The Aviation Safety Reporting System is NASA's voluntary, confidential, non- punitive incident-reporting system, established 1976. Pilots, controllers, dispatchers, and maintenance technicians file reports describing safety- relevant events. NASA de-identifies every report before adding it to the public database. Reports are not investigated by NASA, the FAA, or the NTSB — they represent the reporter's perspective.
Pilot narratives
Verbatim from the de-identified NASA record. First-person account by the
reporter. NASA strips identifying details (names, company, specific time);
anonymization placeholders are ZZZ,
X, Y.
Reporter 1
Was told to line up and wait runway XXR at intersection 1. Then was cleared for take off. After passing 80 kts, the PIC and pilot flying rejected the takeoff due to a B777 in tow crossing the approach end of [Runway] XXL. The sight picture looked like the aircraft in tow was crossing mid runway. After rejected the takeoff, the PIC and pilot flying exited the runway on Taxiway 2. Taxied back to run checklist. ZZZ Tower might have wanted to advise us that there would be a crossing aircraft in tow on the approach end of the runways before clearing us to takeoff. Or the tug towing the aircraft might have not been cleared at the time of our takeoff. We are unsure of that due to us being on tower frequency and not ground frequency.
Reporter 2
Crew was preparing for departure to ZZZ1. The aircraft underwent a normal power up and taxi. The crew requested to depart [Runway] XXR instead of XR/L with the intent to shorten taxi time. The crew took the runway and started a rolling takeoff. Passing 80 knots, a tug pulling a Company 777 pulled through the approach area of [Runway] XXL. The captain, myself, decided to reject takeoff as the sight picture appeared that the 777 was crossing mid runway. We exited the runway, consulted brake cooling charts, and took off again with no other issues. The problem likely could have been prevented had tower control notified the crew that there was a 777 on a tug on the [Runway] XXL approach end passing in front of the runway. Also, there was no clear markings or barriers indicating that he was not on our runway at the time. For this reason along with the sight picture, we decided to take a precautionary rejected takeoff.
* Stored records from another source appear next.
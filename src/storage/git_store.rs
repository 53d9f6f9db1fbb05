//! Git-backed store.
//!
//! Objects are stored as git blobs in a bare repository, so their ids are the
//! same ids [`ObjectId::hash_bytes`] computes. Refs are ordinary git references
//! pointing at those blobs; compare-and-swap goes through libgit2's
//! `reference_matching`.

use std::path::{Path, PathBuf};
use std::sync::Arc;

use git2::{ErrorCode, Repository};
use parking_lot::Mutex;
use tracing::{debug, info};

use crate::storage::error::{StorageError, StorageResult};
use crate::storage::object_store::{ObjectStore, RefStore, Store};
use crate::storage::types::ObjectId;

/// Object and ref store on top of a bare git repository.
pub struct GitStore {
    repo: Mutex<Repository>,
    path: PathBuf,
}

impl GitStore {
    /// Open an existing repository.
    pub fn open(path: impl AsRef<Path>) -> StorageResult<Self> {
        let path = path.as_ref().to_path_buf();
        let repo = Repository::open_bare(&path).map_err(|e| {
            if e.code() == ErrorCode::NotFound {
                StorageError::NotInitialized(path.clone())
            } else {
                StorageError::Git(e)
            }
        })?;
        debug!(path = %path.display(), "opened git store");
        Ok(Self {
            repo: Mutex::new(repo),
            path,
        })
    }

    /// Initialize a new bare repository at `path`.
    pub fn init(path: impl AsRef<Path>) -> StorageResult<Self> {
        let path = path.as_ref().to_path_buf();
        std::fs::create_dir_all(&path)?;
        let repo = Repository::init_bare(&path)?;
        info!(path = %path.display(), "initialized git store");
        Ok(Self {
            repo: Mutex::new(repo),
            path,
        })
    }

    /// Open if the repository exists, otherwise initialize it.
    pub fn open_or_init(path: impl AsRef<Path>) -> StorageResult<Self> {
        let path = path.as_ref();
        if path.join("HEAD").exists() {
            Self::open(path)
        } else {
            Self::init(path)
        }
    }

    /// Path of the repository.
    pub fn path(&self) -> &Path {
        &self.path
    }

    /// wrap this backend in a [`Store`] handle
    pub fn into_store(self) -> Store {
        let backend = Arc::new(self);
        Store::new(backend.clone(), backend)
    }

    fn check_ref_name(name: &str) -> StorageResult<()> {
        if git2::Reference::is_valid_name(name) {
            Ok(())
        } else {
            Err(StorageError::RefNotFound(format!("invalid ref name: {}", name)))
        }
    }

    fn moved(name: &str) -> StorageError {
        StorageError::ConcurrentModification {
            ref_name: name.to_string(),
        }
    }
}

impl ObjectStore for GitStore {
    fn get(&self, id: &ObjectId) -> StorageResult<Option<Vec<u8>>> {
        let repo = self.repo.lock();
        let result = match repo.find_blob(id.raw()) {
            Ok(blob) => Ok(Some(blob.content().to_vec())),
            Err(e) if e.code() == ErrorCode::NotFound => Ok(None),
            Err(e) => Err(StorageError::Git(e)),
        };
        result
    }

    fn put(&self, bytes: &[u8]) -> StorageResult<ObjectId> {
        let oid = self.repo.lock().blob(bytes)?;
        Ok(ObjectId::new(oid))
    }

    fn contains(&self, id: &ObjectId) -> StorageResult<bool> {
        let repo = self.repo.lock();
        let odb = repo.odb()?;
        Ok(odb.exists(id.raw()))
    }
}

impl RefStore for GitStore {
    fn read_ref(&self, name: &str) -> StorageResult<Option<ObjectId>> {
        Self::check_ref_name(name)?;
        let repo = self.repo.lock();
        let result = match repo.find_reference(name) {
            Ok(reference) => Ok(reference.target().map(ObjectId::new)),
            Err(e) if e.code() == ErrorCode::NotFound => Ok(None),
            Err(e) => Err(StorageError::Git(e)),
        };
        result
    }

    fn update_ref(&self, name: &str, expected: Option<ObjectId>, new: Option<ObjectId>) -> StorageResult<()> {
        Self::check_ref_name(name)?;
        let repo = self.repo.lock();
        let log_message = match new {
            Some(target) => format!("tablevc: move to {}", target.short()),
            None => "tablevc: delete".to_string(),
        };

        let outcome = match (expected, new) {
            (None, None) => match repo.find_reference(name) {
                Ok(_) => Err(Self::moved(name)),
                Err(e) if e.code() == ErrorCode::NotFound => Ok(()),
                Err(e) => Err(StorageError::Git(e)),
            },
            (None, Some(target)) => match repo.reference(name, target.raw(), false, &log_message) {
                Ok(_) => Ok(()),
                Err(e) if e.code() == ErrorCode::Exists => Err(Self::moved(name)),
                Err(e) => Err(StorageError::Git(e)),
            },
            (Some(current), Some(target)) => {
                match repo.reference_matching(name, target.raw(), true, current.raw(), &log_message) {
                    Ok(_) => Ok(()),
                    Err(e) if matches!(e.code(), ErrorCode::Modified | ErrorCode::NotFound) => {
                        Err(Self::moved(name))
                    }
                    Err(e) => Err(StorageError::Git(e)),
                }
            }
            (Some(current), None) => {
                let mut reference = match repo.find_reference(name) {
                    Ok(reference) => reference,
                    Err(e) if e.code() == ErrorCode::NotFound => return Err(Self::moved(name)),
                    Err(e) => return Err(StorageError::Git(e)),
                };
                if reference.target() != Some(current.raw()) {
                    return Err(Self::moved(name));
                }
                reference.delete()?;
                Ok(())
            }
        };
        outcome
    }

    fn list_refs(&self, prefix: &str) -> StorageResult<Vec<(String, ObjectId)>> {
        let repo = self.repo.lock();
        let mut refs = Vec::new();
        for reference in repo.references()? {
            let reference = reference?;
            let (Some(name), Some(target)) = (reference.name(), reference.target()) else {
                continue;
            };
            if name.starts_with(prefix) {
                refs.push((name.to_string(), ObjectId::new(target)));
            }
        }
        refs.sort_by(|a, b| a.0.cmp(&b.0));
        Ok(refs)
    }
}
NASA classification — Anomalies
- Conflict
- Deviation / Discrepancy - Procedural
- Ground Incursion
NASA classification — Assessments
- Contributing Factors / Situations
- Human Factors · Procedure
- Primary Problem
- Human Factors
ASRS reports are voluntarily submitted, de-identified by NASA, and represent the reporter's perspective. The presence of reports on a topic cannot be used to infer prevalence in the National Airspace System. The authoritative source is the NASA ASRS Database Online at asrs.arc.nasa.gov ↗.